What information should be collected prior to initiating an Upgrade/Update on the ClearPass server, so that the ClearPass server can be restored back to its original state incase of a failure or if the appliance itself needs to be RMA'ed?
ClearPass Upgrade/Update Pre-requisites:
- Collect and download the ClearPass backup of the most current Configuration along with the Insight data if enabled from that node.
- Collect the Server Certificates (RADIUS and HTTPS) along with their respective Private Key Files and Private Key Passwords
- If the server is joined to any AD Domains, collect the following information for each domain the server is joined to:
- The correct FQDN for the Domain Controller
- Username/Password to join to the Domain Controller
- Any Password Servers that maybe configured on each Domain Controller
- Licensing Information for all the nodes in the cluster (appadmin_cli# show license)
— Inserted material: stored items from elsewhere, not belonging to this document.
//! Regression metrics over a ground-truth vector and one prediction vector.

use crate::error::{PipelineError, Result};
use serde::{Deserialize, Serialize};

/// Default relative tolerance for `percent_near`.
pub const DEFAULT_NEAR_TOLERANCE: f64 = 0.10;

/// Tolerance used by [`Evaluator::simple`].
pub const SIMPLE_NEAR_TOLERANCE: f64 = 0.05;

/// Added to the ground truth in relative-error denominators.
pub const DEFAULT_EPSILON: f64 = 1e-6;

/// Scalar metric functions. Inputs are assumed validated and non-empty.
pub struct Metrics;

impl Metrics {
    /// MSE = mean((y_true - y_pred)^2)
    pub fn mse(y_true: &[f64], y_pred: &[f64]) -> f64 {
        mean(y_true.iter().zip(y_pred).map(|(t, p)| (t - p).powi(2)))
    }

    /// RMSE = sqrt(MSE), in target units.
    pub fn rmse(y_true: &[f64], y_pred: &[f64]) -> f64 {
        Self::mse(y_true, y_pred).sqrt()
    }

    /// MAE = mean(|y_true - y_pred|)
    pub fn mae(y_true: &[f64], y_pred: &[f64]) -> f64 {
        mean(abs_errors(y_true, y_pred))
    }

    /// Population standard deviation of the absolute errors.
    pub fn mae_stddev(y_true: &[f64], y_pred: &[f64]) -> f64 {
        let mae = Self::mae(y_true, y_pred);
        mean(abs_errors(y_true, y_pred).map(|e| (e - mae).powi(2))).sqrt()
    }

    pub fn max_abs_error(y_true: &[f64], y_pred: &[f64]) -> f64 {
        abs_errors(y_true, y_pred).fold(f64::NEG_INFINITY, f64::max)
    }

    /// MAPE in percent. The denominator is `|y_true| + eps`, so a zero
    /// ground truth gives a large but finite value.
    pub fn mape(y_true: &[f64], y_pred: &[f64], eps: f64) -> f64 {
        100.0 * mean(relative_errors(y_true, y_pred, eps))
    }

    /// Coefficient of determination.
    ///
    /// With a constant ground truth the total variance is zero; the score is
    /// then 1.0 for a perfect prediction and 0.0 otherwise.
    pub fn r_squared(y_true: &[f64], y_pred: &[f64]) -> f64 {
        let mean_true = mean(y_true.iter().copied());
        let ss_res: f64 = y_true.iter().zip(y_pred).map(|(t, p)| (t - p).powi(2)).sum();
        let ss_tot: f64 = y_true.iter().map(|t| (t - mean_true).powi(2)).sum();
        if ss_tot == 0.0 {
            return if ss_res == 0.0 { 1.0 } else { 0.0 };
        }
        1.0 - ss_res / ss_tot
    }

    /// Percentage of rows whose relative error is within `tolerance`.
    pub fn percent_near(y_true: &[f64], y_pred: &[f64], tolerance: f64, eps: f64) -> f64 {
        let near = relative_errors(y_true, y_pred, eps).filter(|r| *r <= tolerance).count();
        100.0 * near as f64 / y_true.len() as f64
    }
}

fn mean(values: impl Iterator<Item = f64>) -> f64 {
    let (sum, count) = values.fold((0.0, 0usize), |(s, c), v| (s + v, c + 1));
    if count == 0 {
        return f64::NAN;
    }
    sum / count as f64
}

fn abs_errors<'a>(y_true: &'a [f64], y_pred: &'a [f64]) -> impl Iterator<Item = f64> + 'a {
    y_true.iter().zip(y_pred).map(|(t, p)| (t - p).abs())
}

fn relative_errors<'a>(
    y_true: &'a [f64],
    y_pred: &'a [f64],
    eps: f64,
) -> impl Iterator<Item = f64> + 'a {
    y_true.iter().zip(y_pred).map(move |(t, p)| (t - p).abs() / (t.abs() + eps))
}

/// The full set of metrics for one model on one partition.
#[derive(Debug, Clone, Copy, PartialEq, Serialize, Deserialize)]
pub struct RegressionReport {
    pub rmse: f64,
    pub mape: f64,
    pub mae: f64,
    pub mse: f64,
    pub mae_stddev: f64,
    pub max_abs_error: f64,
    pub mean_relative_error: f64,
    pub max_relative_error: f64,
    pub r_squared: f64,
    pub percent_near: f64,
}

impl RegressionReport {
    /// Metric names and values in display order.
    pub fn named(&self) -> [(&'static str, f64); 10] {
        [
            ("rmse", self.rmse),
            ("mape", self.mape),
            ("mae", self.mae),
            ("mse", self.mse),
            ("mae_stddev", self.mae_stddev),
            ("max_abs_error", self.max_abs_error),
            ("mean_relative_error", self.mean_relative_error),
            ("max_relative_error", self.max_relative_error),
            ("r_squared", self.r_squared),
            ("percent_near", self.percent_near),
        ]
    }

    /// Element-wise mean over several reports, e.g. across k folds.
    pub fn mean_of(reports: &[RegressionReport]) -> Option<RegressionReport> {
        if reports.is_empty() {
            return None;
        }
        let n = reports.len() as f64;
        let avg = |f: fn(&RegressionReport) -> f64| reports.iter().map(f).sum::<f64>() / n;
        Some(RegressionReport {
            rmse: avg(|r| r.rmse),
            mape: avg(|r| r.mape),
            mae: avg(|r| r.mae),
            mse: avg(|r| r.mse),
            mae_stddev: avg(|r| r.mae_stddev),
            max_abs_error: avg(|r| r.max_abs_error),
            mean_relative_error: avg(|r| r.mean_relative_error),
            max_relative_error: avg(|r| r.max_relative_error),
            r_squared: avg(|r| r.r_squared),
            percent_near: avg(|r| r.percent_near),
        })
    }
}

impl std::fmt::Display for RegressionReport {
    fn fmt(&self, f: &mut std::fmt::Formatter<'_>) -> std::fmt::Result {
        for (name, value) in self.named() {
            writeln!(f, "{:<20}: {:.3}", name, value)?;
        }
        Ok(())
    }
}

/// Stateless metric calculator.
#[derive(Debug, Clone, Copy, PartialEq, Serialize, Deserialize)]
pub struct Evaluator {
    pub near_tolerance: f64,
    pub epsilon: f64,
}

impl Default for Evaluator {
    fn default() -> Self {
        Self::detailed()
    }
}

impl Evaluator {
    /// 10% tolerance for `percent_near`.
    pub fn detailed() -> Self {
        Self {
            near_tolerance: DEFAULT_NEAR_TOLERANCE,
            epsilon: DEFAULT_EPSILON,
        }
    }

    /// 5% tolerance for `percent_near`.
    pub fn simple() -> Self {
        Self {
            near_tolerance: SIMPLE_NEAR_TOLERANCE,
            ..Self::detailed()
        }
    }

    pub fn with_tolerance(mut self, tolerance: f64) -> Self {
        self.near_tolerance = tolerance;
        self
    }

    /// # Errors
    /// `InvalidArgument` when the inputs are empty or differ in length.
    pub fn evaluate(&self, ground_truth: &[f64], predictions: &[f64]) -> Result<RegressionReport> {
        check_lengths(ground_truth, predictions)?;
        let (gt, pred) = (ground_truth, predictions);
        let relative: Vec<f64> = relative_errors(gt, pred, self.epsilon).collect();
        Ok(RegressionReport {
            rmse: Metrics::rmse(gt, pred),
            mape: Metrics::mape(gt, pred, self.epsilon),
            mae: Metrics::mae(gt, pred),
            mse: Metrics::mse(gt, pred),
            mae_stddev: Metrics::mae_stddev(gt, pred),
            max_abs_error: Metrics::max_abs_error(gt, pred),
            mean_relative_error: mean(relative.iter().copied()),
            max_relative_error: relative.iter().copied().fold(f64::NEG_INFINITY, f64::max),
            r_squared: Metrics::r_squared(gt, pred),
            percent_near: Metrics::percent_near(gt, pred, self.near_tolerance, self.epsilon),
        })
    }
}

pub(crate) fn check_lengths(ground_truth: &[f64], predictions: &[f64]) -> Result<()> {
    if ground_truth.is_empty() {
        return Err(PipelineError::InvalidArgument("ground truth is empty".to_string()));
    }
    if ground_truth.len() != predictions.len() {
        return Err(PipelineError::InvalidArgument(format!(
            "{} ground-truth values but {} predictions",
            ground_truth.len(),
            predictions.len()
        )));
    }
    Ok(())
}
- Subscription ID for the account
- Disable Standby Publisher Failover Option if enabled and make sure to save the information of the current configuration
- Collect information for the Virtual IP Settings if enabled
- Collect information from the Network Application Access Control (Under Server Configuration > Network Tab)
- Collect information for any custom filter that maybe used. Note that the custom filter would need to be manually configured after migration.
Note: If using the Cluster Upgrade Tool it would give a warning that there is # of custom filters in the Authentication Sources that need changes manually
- It is recommended to set the “Auto Backup Configuration Options” to Off as it could interfere with the Migration Process ( Under Cluster-Wide Parameters > Database Tab)
- It is recommended that the upgrade/update is performed during non-production hours or need to temporary redirect the AAA traffic on the Controllers to another server, depending on the requirement.
Additional pre-requisites for ClearPass Virtual Machine setups:
- Verify the System requirements for version you are trying to upgrade/update to and verify that the system resources meet the minimum specs mentioned in the respective Release Notes for that version.
- Take a Snapshot of the ClearPass VM to be able to revert back to this snapshot in-case of an upgrade/update failure.
Read through the Release Notes of the respective ClearPass versions before upgrading/updating to that version.
If using the Cluster Upgrade/Update Tool for an Upgrade/Update, make sure to read through its respective Release Notes before using that tool for known issues.